Fine. But the most efficient thing for me to use is a simple list of what headings you want users to see.

ValWood commented 4 years ago

That is in "Suggested website AND track header"? but the notes need to be taken into account to0.

ValWood commented 4 years ago

I don't know. I made the submission template match the order on the documentation page, but I never have known whether there were specific reasons for any of the column ordering.

I thought you did the website doc ordering , but in that case I don't see why we can't switch to match the track labels.

mah11 commented 4 years ago

but the notes need to be taken into account to.

to what? (looks like the sentence wasn't complete)

mah11 commented 4 years ago

I thought you did the website doc ordering

Antonia did that page.

ValWood commented 4 years ago

You know very well that is a typo.

mah11 commented 4 years ago

I knew nothing of the sort at the time I read the comment.

mah11 commented 4 years ago

mating type (column 7)

I put this because h90 is recorded here so I just used the field for 972 h-

h90 is a mating type. The config file currently has only mating type designations or null.

For the 968/972/975 part, I am tempted to re-think this column and the background (column 4) ... read on.

Experimental background alleles

In light of column 7 above, I wonder if we should revisit what we intend to show using the "background" column.

First, does mating type need to be separated out into its own column? (@kimrutherford @Antonialock) If so, then we should keep it, and only put mating type designations in it.

If not, and we want to include the parental strain designation in that column, should we use a header more like what the PHAFs have, "Parental strain" or "Background strain" (or "strain background")?

Finally, for the backgound alleles, could we use "Background genotype description" as in PHAF? (I think including "experimental" makes it needlessly wordy.)

mah11 commented 4 years ago

columns 16 & 17

Currently mandatory, but some datasets may not have a study ID or database

Again, I copied what Antonia put on the documentation page. I'd have thought these issues would have been resolved already, when that page went up. Hey ho.

Anyway, the config file has "not available" entered in the study ID column for most of the rows that don't have IDs. I wouldn't mind insisting that the column be filled out for every row, even those where we have to use "not available", but I don't have a strong preference. It doesn't matter much for the template because there's nothing technologically enforcing mandatory-ness. It's just a free-text field.

Oh, and Lanterman has a study ID.

Antonialock commented 4 years ago

mating type (column 7)

I put this because h90 is recorded here so I just used the field for 972 h-

h90 is a mating type.
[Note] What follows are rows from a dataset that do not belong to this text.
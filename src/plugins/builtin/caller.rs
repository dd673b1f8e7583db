//! `caller` - the name of whoever sent the line

use async_trait::async_trait;
use std::sync::Arc;

use crate::application::errors::ModuleError;
use crate::domain::entities::Message;
use crate::plugins::{Module, ModuleContext};

pub struct Caller {
    name: String,
}

pub fn create(ctx: ModuleContext) -> Result<Arc<dyn Module>, ModuleError> {
    Ok(Arc::new(Caller {
        name: ctx.name().to_string(),
    }))
}

#[async_trait]
impl Module for Caller {
    fn name(&self) -> &str {
        &self.name
    }

    fn help(&self) -> String {
        "Returns the name of the caller.".to_string()
    }

    fn main(&self, message: &Message, _args: Vec<String>) -> Result<String, ModuleError> {
        Ok(message.author.name.clone())
    }
}
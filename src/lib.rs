//! rasbot - a chat bot whose commands are response templates that mention
//! independently loaded modules.
//!
//! A [`Session`](application::services::Session) owns one channel's command
//! registry and module registry. Chat lines go in through a
//! [`MessageDispatcher`](application::messaging::MessageDispatcher).

pub mod application;
pub mod domain;
pub mod infrastructure;
pub mod plugins;

pub use application::errors::{BotError, CommandError, ModuleError};
pub use application::messaging::{MessageDispatcher, Template, NO_MESSAGE_SIGNAL};
pub use application::services::{CommandOutput, CommandsHandler, Session, SuppressReason};
pub use domain::entities::{Author, Command, Message, Privilege};
pub use plugins::{Arity, Module, ModuleContext, ModuleFactory, ModulesHandler};
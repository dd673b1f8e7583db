//! Application layer - Use cases and business logic
//! 
//! This layer contains:
//! - Services: Command registry and bot sessions
//! - Errors: Domain-specific errors
//! - Messaging: Message parsing, response templates, dispatching

pub mod errors;
pub mod services;
pub mod messaging;
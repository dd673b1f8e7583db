//! `help` - lists visible commands, or shows a loaded module's help

use async_trait::async_trait;
use std::collections::BTreeMap;
use std::sync::Arc;

use crate::application::errors::ModuleError;
use crate::domain::entities::{Message, Privilege};
use crate::plugins::{Arity, Module, ModuleContext};

pub struct Help {
    ctx: ModuleContext,
}

pub fn create(ctx: ModuleContext) -> Result<Arc<dyn Module>, ModuleError> {
    Ok(Arc::new(Help { ctx }))
}

#[async_trait]
impl Module for Help {
    fn name(&self) -> &str {
        self.ctx.name()
    }

    fn help(&self) -> String {
        "Prints all available commands, or, if provided a module, prints the help message for that module. Usage: help <module?>"
            .to_string()
    }

    fn arity(&self) -> Arity {
        Arity::Exactly(1)
    }

    fn main(&self, _message: &Message, args: Vec<String>) -> Result<String, ModuleError> {
        let session = self.ctx.session()?;

        if let Some(module) = args.first() {
            let module = module.to_lowercase();
            return Ok(session
                .modules()
                .help(&module)
                .unwrap_or_else(|| format!("Module {} not found.", module)));
        }

        let mut open = Vec::new();
        let mut restricted: BTreeMap<Privilege, Vec<String>> = BTreeMap::new();
        for command in session.commands().list(false) {
            if command.privilege == Privilege::User {
                open.push(command.name);
            } else {
                restricted.entry(command.privilege).or_default().push(command.name);
            }
        }

        let mut reply = format!("Available commands are: {}", open.join(", "));
        if !restricted.is_empty() {
            let groups: Vec<String> = restricted
                .iter()
                .map(|(privilege, names)| format!("{}: {}", privilege, names.join(", ")))
                .collect();
            reply.push_str(&format!(" ({})", groups.join("; ")));
        }
        Ok(reply)
    }
}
The config file currently has only mating type designations or null.

For the 968/972/975 part, I am tempted to re-think this column and the background (column 4) ... read on.
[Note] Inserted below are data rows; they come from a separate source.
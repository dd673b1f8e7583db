//! Static credentials from the application config

use std::collections::HashMap;
use crate::application::errors::BotError;
use crate::domain::traits::AuthProvider;
use crate::infrastructure::config::AuthConfig;

/// Bearer token and client id read once from config; refresh is a no-op
pub struct StaticAuth {
    client_id: Option<String>,
    token: String,
}

impl StaticAuth {
    pub fn new(client_id: Option<String>, token: impl Into<String>) -> Self {
        Self {
            client_id,
            token: token.into(),
        }
    }

    /// `None` when no token is configured
    pub fn from_config(config: &AuthConfig) -> Option<Self> {
        let token = config.token.as_deref().filter(|t| !t.is_empty())?;
        Some(Self::new(config.client_id.clone(), token))
    }
}

impl AuthProvider for StaticAuth {
    fn auth_headers(&self) -> Result<HashMap<String, String>, BotError> {
        let mut headers = HashMap::new();
        let token = self.token.strip_prefix("oauth:").unwrap_or(&self.token);
        headers.insert("Authorization".to_string(), format!("Bearer {}", token));
        if let Some(client_id) = &self.client_id {
            headers.insert("Client-Id".to_string(), client_id.clone());
        }
        Ok(headers)
    }

    fn refresh(&self) -> Result<(), BotError> {
        tracing::debug!("static credentials cannot be refreshed");
        Ok(())
    }
}
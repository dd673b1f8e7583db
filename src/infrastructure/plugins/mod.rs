//! Shared-library modules
//! 
//! Modules that are not compiled into the bot live in `<modules-dir>/<name>/`
//! as a `module.yaml` manifest next to a shared library exporting
//! `rasbot_module_init` (see [`export_module!`](crate::export_module)).

pub mod loader;
pub mod manifest;

pub use loader::{LoadedLibrary, ModuleLoader, MODULE_INIT_SYMBOL};
pub use manifest::{ModuleManifest, MANIFEST_FILE};
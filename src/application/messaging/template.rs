//! Response templates - Literal text interspersed with module mentions

use once_cell::sync::Lazy;
use regex_lite::Regex;
use std::fmt;

/// Delimiter wrapped around module mentions, e.g. `%caller%`
pub const MENTION_DELIMITER: char = '%';

/// Delimiter used by older channel configs, e.g. `&caller&`
pub const LEGACY_MENTION_DELIMITER: char = '&';

/// A module returning this anywhere in its output vetoes the whole reply
pub const NO_MESSAGE_SIGNAL: &str = "{{NO_MESSAGE}}";

/// One piece of a parsed template
#[derive(Debug, Clone, PartialEq, Eq)]
pub enum Node {
    Literal(String),
    Mention(String),
}

static IDENTIFIER: Lazy<Regex> = Lazy::new(|| Regex::new(r"^[a-z0-9_]+$").unwrap());

/// Whether `name` is a valid command or module identifier
pub fn is_identifier(name: &str) -> bool {
    IDENTIFIER.is_match(name)
}

/// A tokenized response template
#[derive(Debug, Clone, PartialEq, Eq)]
pub struct Template {
    delimiter: char,
    nodes: Vec<Node>,
}

impl Template {
    /// Parse with the default `%` delimiter
    pub fn parse(text: &str) -> Self {
        Self::parse_with(text, MENTION_DELIMITER)
    }

    /// Parse `text` into a flat list of literals and mentions.
    ///
    /// A delimiter pair only forms a mention when it encloses an identifier.
    /// Anything else, including an unmatched delimiter, stays literal.
    pub fn parse_with(text: &str, delimiter: char) -> Self {
        let mut nodes = Vec::new();
        let mut literal = String::new();
        let mut rest = text;

        while let Some(open) = rest.find(delimiter) {
            let after = &rest[open + delimiter.len_utf8()..];
            match after.find(delimiter) {
                Some(close) if is_identifier(&after[..close]) => {
                    literal.push_str(&rest[..open]);
                    if !literal.is_empty() {
                        nodes.push(Node::Literal(std::mem::take(&mut literal)));
                    }
                    nodes.push(Node::Mention(after[..close].to_string()));
                    rest = &after[close + delimiter.len_utf8()..];
                }
                Some(_) => {
                    // The closing delimiter may open the next mention
                    literal.push_str(&rest[..open + delimiter.len_utf8()]);
                    rest = after;
                }
                None => break,
            }
        }

        literal.push_str(rest);
        if !literal.is_empty() {
            nodes.push(Node::Literal(literal));
        }

        Self { delimiter, nodes }
    }

    pub fn nodes(&self) -> &[Node] {
        &self.nodes
    }

    pub fn delimiter(&self) -> char {
        self.delimiter
    }

    /// Mentioned module names, first occurrence order, without duplicates
    pub fn mentions(&self) -> Vec<&str> {
        let mut seen: Vec<&str> = Vec::new();
        for node in &self.nodes {
            if let Node::Mention(name) = node {
                if !seen.contains(&name.as_str()) {
                    seen.push(name);
                }
            }
        }
        seen
    }

    /// Evaluate node by node, left to right.
    ///
    /// `resolve` is called once per mention, in order. Its output is pasted
    /// in as-is and never scanned again.
    pub fn render<E, F>(&self, mut resolve: F) -> Result<String, E>
    where
        F: FnMut(&str) -> Result<String, E>,
    {
        let mut out = String::new();
        for node in &self.nodes {
            match node {
                Node::Literal(text) => out.push_str(text),
                Node::Mention(name) => out.push_str(&resolve(name)?),
            }
        }
        Ok(out)
    }
}

impl fmt::Display for Template {
    fn fmt(&self, f: &mut fmt::Formatter<'_>) -> fmt::Result {
        for node in &self.nodes {
            match node {
                Node::Literal(text) => f.write_str(text)?,
                Node::Mention(name) => write!(f, "{d}{name}{d}", d = self.delimiter)?,
            }
        }
        Ok(())
    }
}

#[cfg(test)]
mod tests {
    use super::*;

    fn lit(s: &str) -> Node {
        Node::Literal(s.to_string())
    }

    fn mention(s: &str) -> Node {
        Node::Mention(s.to_string())
    }

    #[test]
    fn test_parse_mentions_and_literals() {
        let template = Template::parse("@%caller% > %help%");
        assert_eq!(
            template.nodes(),
            &[lit("@"), mention("caller"), lit(" > "), mention("help")]
        );
        assert_eq!(template.mentions(), vec!["caller", "help"]);
    }

    #[test]
    fn test_non_identifier_between_delimiters_is_literal() {
        let template = Template::parse("100% sure, 50%off %caller%");
        assert_eq!(
            template.nodes(),
            &[lit("100% sure, 50%off "), mention("caller")]
        );
    }

    #[test]
    fn test_unmatched_and_empty_delimiters_are_literal() {
        assert_eq!(Template::parse("50%").nodes(), &[lit("50%")]);
        assert_eq!(Template::parse("%%").nodes(), &[lit("%%")]);
        assert_eq!(Template::parse("%Caller%").nodes(), &[lit("%Caller%")]);
        assert!(Template::parse("").nodes().is_empty());
    }

    #[test]
    fn test_legacy_delimiter() {
        let template = Template::parse_with("&caller& > &help&", LEGACY_MENTION_DELIMITER);
        assert_eq!(template.mentions(), vec!["caller", "help"]);
        assert_eq!(template.to_string(), "&caller& > &help&");

        // The other delimiter is just text
        assert!(Template::parse("&caller&").mentions().is_empty());
    }

    #[test]
    fn test_duplicate_mentions_are_listed_once_but_rendered_twice() {
        let template = Template::parse("%a%-%a%");
        assert_eq!(template.mentions(), vec!["a"]);

        let mut calls = 0;
        let out: Result<String, ()> = template.render(|_| {
            calls += 1;
            Ok(calls.to_string())
        });
        assert_eq!(out.unwrap(), "1-2");
    }

    #[test]
    fn test_module_output_is_not_rescanned() {
        let template = Template::parse("say %echo%!");
        let out: Result<String, ()> = template.render(|_| Ok("%caller%".to_string()));
        assert_eq!(out.unwrap(), "say %caller%!");
    }

    #[test]
    fn test_render_stops_at_first_error() {
        let template = Template::parse("%ok% %missing% %never%");
        let mut seen = Vec::new();
        let out = template.render(|name| {
            seen.push(name.to_string());
            if name == "missing" {
                Err(format!("module {} is not loaded", name))
            } else {
                Ok(name.to_uppercase())
            }
        });

        assert_eq!(out.unwrap_err(), "module missing is not loaded");
        assert_eq!(seen, vec!["ok", "missing"]);
    }

    #[test]
    fn test_identifier() {
        assert!(is_identifier("help"));
        assert!(is_identifier("debug_2"));
        assert!(!is_identifier(""));
        assert!(!is_identifier("Help"));
        assert!(!is_identifier("a b"));
        assert!(!is_identifier("a-b"));
    }
}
Experimental background alleles

In light of column 7 above, I wonder if we should revisit what we intend to show using the "background" column.

First, does mating type need to be separated out into its own column? (@kimrutherford @Antonialock) If so, then we should keep it, and only put mating type designations in it. no it can go with background

If not, and we want to include the parental strain designation in that column, should we use a header more like what the PHAFs have, "Parental strain" or "Background strain" (or "strain background")?

Finally, for the backgound alleles, could we use "Background genotype description" as in PHAF? (I think including "experimental" makes it needlessly wordy.)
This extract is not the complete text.